ABSTRACT
Introduction
Several systematic and scoping reviews have focused on the impact of patient and public involvement (PPI) in child health research. The aim of this research was to examine the data sources and analytic approaches used by researchers to evaluate the impact of PPI in child health research.
Methods
A comprehensive literature search identified published reviews focused on PPI impact in child health research. Titles, abstracts, and full texts were screened to determine eligibility. Individual studies from eligible reviews created the sampling frame, from which 100 individual studies were randomly selected. Information was extracted on primary study characteristics, type of PPI, data sources and analytic approaches used to evaluate PPI impact, and reported PPI impact. Frequency distributions were used to summarise the findings.
Results
The initial search yielded 5868 citations. After screening, 15 reviews (comprising 406 individual studies, of which 303 were unique) met inclusion criteria. Among the 100 randomly selected individual studies, PPI was reported across all phases of the research process including priority setting (30/100), input on study materials (50/100), and dissemination of study findings (52/100). The method of PPI was most commonly focus groups (29/100) or advisory committees (27/100). Of the 100 studies selected, 67/100 reported impact on the research process, 69/100 reported impact on patients and families, and 32/100 studies reported impact on researchers. Regarding the data sources used to evaluate PPI impact, 69/100 studies reviewed primary study field notes along with researcher observations and reflections, while 31/100 studies conducted independent, specific, focus groups and/or interviews and/or surveys to gather data. Regarding the analytic approaches used to evaluate PPI impact, formal qualitative and/or quantitative analyses of the data occurred in only 25/100 studies. Only 2/100 studies used a formal PPI reporting guideline.
Conclusion
Only 31/100 studies collected specific, independent data on the impact of PPI in child health research, and only 25/100 studies applied formal analyses.
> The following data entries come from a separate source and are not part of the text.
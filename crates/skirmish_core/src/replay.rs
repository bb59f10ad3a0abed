//! Replay system for recording and playing back games.
//!
//! A game is a pure function of its configuration and of the actions its
//! non-heuristic controllers returned, so a replay stores only those.
//! Heuristic controllers are re-created from the engine generator in team
//! order at game start, exactly as the live run did.

use serde::{Deserialize, Serialize};
use std::path::Path;

use crate::action::Action;
use crate::config::GameConfig;
use crate::decision::{
    ControllerKind, Controllers, DecisionSource, HeuristicSource, RecordedDecision, ReplaySource,
};
use crate::engine::TurnEngine;
use crate::error::{GameError, Result};
use crate::rng::GameRng;
use crate::team::Team;
use crate::unit::UnitKind;

/// Replay file format version for compatibility.
pub const REPLAY_VERSION: u32 = 1;

/// Build the controllers of a game from their kinds.
///
/// Heuristic teams get a fresh [`HeuristicSource`] seeded from `rng`; every
/// other team is served by `other`.
pub fn build_controllers(
    kinds: [ControllerKind; 2],
    rng: &mut GameRng,
    mut other: impl FnMut(Team, ControllerKind) -> Box<dyn DecisionSource>,
) -> Controllers {
    let mut make = |team: Team| -> Box<dyn DecisionSource> {
        match kinds[team.index()] {
            ControllerKind::Heuristic => Box::new(HeuristicSource::new(rng)),
            kind => other(team, kind),
        }
    };
    let a = make(Team::A);
    let b = make(Team::B);
    Controllers::new(a, b)
}

/// Complete replay data structure.
#[derive(Debug, Clone, Serialize, Deserialize)]
pub struct Replay {
    /// Replay format version.
    pub version: u32,
    /// Free-form label of the game.
    pub scenario_id: String,
    /// Configuration the game ran with, seed included.
    pub config: GameConfig,
    /// Controller kind of each team.
    pub controllers: [ControllerKind; 2],
    /// Decisions in the order they were made.
    pub decisions: Vec<RecordedDecision>,
    /// Turn counter when recording stopped.
    pub final_turn: u32,
    /// Final state hash for verification.
    pub final_hash: u64,
}

impl Replay {
    /// Empty replay of a game about to start.
    #[must_use]
    pub fn new(
        scenario_id: impl Into<String>,
        config: GameConfig,
        controllers: [ControllerKind; 2],
    ) -> Self {
        Self {
            version: REPLAY_VERSION,
            scenario_id: scenario_id.into(),
            config,
            controllers,
            decisions: Vec::new(),
            final_turn: 0,
            final_hash: 0,
        }
    }

    /// Append recorded decisions.
    pub fn record_decisions(&mut self, decisions: impl IntoIterator<Item = RecordedDecision>) {
        self.decisions.extend(decisions);
    }

    /// Finalize the replay with end-game state.
    pub fn finalize(&mut self, final_turn: u32, final_hash: u64) {
        self.final_turn = final_turn;
        self.final_hash = final_hash;
    }

    /// Finalize from a recording engine, draining its decision log.
    pub fn finalize_from(&mut self, engine: &mut TurnEngine) {
        self.record_decisions(engine.take_history());
        self.finalize(engine.turn(), engine.state_hash());
    }

    /// Save the replay to a file.
    ///
    /// # Errors
    /// Returns an error if serialization or file writing fails.
    pub fn save<P: AsRef<Path>>(&self, path: P) -> Result<()> {
        let bytes = bincode::serialize(self)
            .map_err(|e| GameError::InvalidState(format!("Failed to serialize replay: {e}")))?;
        std::fs::write(path.as_ref(), bytes)?;
        Ok(())
    }

    /// Load a replay from a file.
    ///
    /// # Errors
    /// Returns an error if file reading or deserialization fails, or if the
    /// file was written by another format version.
    pub fn load<P: AsRef<Path>>(path: P) -> Result<Self> {
        let bytes = std::fs::read(path.as_ref())?;
        let replay: Self = bincode::deserialize(&bytes)
            .map_err(|e| GameError::InvalidState(format!("Failed to deserialize replay: {e}")))?;

        if replay.version != REPLAY_VERSION {
            return Err(GameError::InvalidState(format!(
                "Replay version mismatch: expected {REPLAY_VERSION}, got {}",
                replay.version
            )));
        }

        Ok(replay)
    }

    /// Decisions made during `turn`.
    #[must_use]
    pub fn decisions_at_turn(&self, turn: u32) -> Vec<&RecordedDecision> {
        self.decisions.iter().filter(|d| d.turn == turn).collect()
    }

    /// Number of turns played.
    #[must_use]
    pub const fn duration(&self) -> u32 {
        self.final_turn
    }

    /// Number of recorded decisions.
    #[must_use]
    pub fn decision_count(&self) -> usize {
        self.decisions.len()
    }

    /// Controllers that reproduce the recorded game.
    pub fn controllers(&self, rng: &mut GameRng) -> Controllers {
        build_controllers(self.controllers, rng, |team, kind| {
            Box::new(ReplaySource::new(team, kind, &self.decisions))
        })
    }
}

/// Replay playback controller.
#[derive(Debug)]
pub struct ReplayPlayer {
    replay: Replay,
    engine: TurnEngine,
    controllers: Controllers,
    direct_index: usize,
}

impl ReplayPlayer {
    /// Create a new replay player from a replay.
    ///
    /// # Errors
    /// Returns an error if the recorded configuration cannot build a world.
    pub fn new(replay: Replay) -> Result<Self> {
        let (engine, controllers) = Self::start(&replay)?;
        Ok(Self {
            replay,
            engine,
            controllers,
            direct_index: 0,
        })
    }

    fn start(replay: &Replay) -> Result<(TurnEngine, Controllers)> {
        let mut engine = TurnEngine::new(replay.config.clone())?;
        let controllers = replay.controllers(engine.rng_mut());
        Ok((engine, controllers))
    }

    /// Advance the replay by one turn.
    ///
    /// Returns true if there are more turns to play.
    pub fn advance(&mut self) -> bool {
        if self.is_finished() {
            return false;
        }

        let turn = self.engine.turn();
        let direct: Vec<RecordedDecision> = self
            .replay
            .decisions
            .iter()
            .filter(|d| d.direct && d.turn == turn)
            .copied()
            .collect();
        for decision in direct {
            if let Action::Spawn {
                base_index,
                unit_type,
            } = decision.action
            {
                let kind = UnitKind::from_code(unit_type);
                let index = usize::try_from(base_index).ok();
                if let (Some(kind), Some(index)) = (kind, index) {
                    self.engine.purchase_direct(decision.team, kind, index);
                }
            }
            self.direct_index += 1;
        }

        self.engine.process_turn(&mut self.controllers);
        !self.is_finished()
    }

    /// Seek to a specific turn by replaying from the start.
    ///
    /// # Errors
    /// Returns an error if the initial state cannot be rebuilt.
    pub fn seek(&mut self, target_turn: u32) -> Result<()> {
        let (engine, controllers) = Self::start(&self.replay)?;
        self.engine = engine;
        self.controllers = controllers;
        self.direct_index = 0;

        while self.engine.turn() < target_turn && self.advance() {}
        Ok(())
    }

    /// Get the current turn.
    #[must_use]
    pub const fn current_turn(&self) -> u32 {
        self.engine.turn()
    }

    /// The engine being driven.
    #[must_use]
    pub const fn engine(&self) -> &TurnEngine {
        &self.engine
    }

    /// Get the replay being played.
    #[must_use]
    pub const fn replay(&self) -> &Replay {
        &self.replay
    }

    /// Direct purchases applied so far.
    #[must_use]
    pub const fn direct_purchases_applied(&self) -> usize {
        self.direct_index
    }

    /// Check if the replay has finished.
    #[must_use]
    pub const fn is_finished(&self) -> bool {
        self.engine.turn() >= self.replay.final_turn || self.engine.is_game_over()
    }

    /// Play to the end and compare the final state hash.
    ///
    /// # Errors
    /// Returns [`GameError::ReplayDesync`] on a hash mismatch.
    pub fn verify(&mut self) -> Result<()> {
        self.seek(self.replay.final_turn)?;
        let actual = self.engine.state_hash();
        if actual == self.replay.final_hash {
            Ok(())
        } else {
            Err(GameError::ReplayDesync {
                turn: self.engine.turn(),
                expected: self.replay.final_hash,
                actual,
            })
        }
    }

    /// Get progress as a percentage (0-100).
    #[must_use]
    pub fn progress_percent(&self) -> f64 {
        if self.replay.final_turn == 0 {
            100.0
        } else {
            f64::from(self.engine.turn()) / f64::from(self.replay.final_turn) * 100.0
        }
    }
}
Robust evaluation of PPI impact in child health research is essential for a strong PPI evidence base.
Patient or Public Contribution
A patient partner (co-author, FB) was a member of the research team from study inception, and contributed to the development of the study protocol, including refining the research question, input on study design, selection of relevant outcomes, interpretation of findings, writing the manuscript, and developing dissemination plans.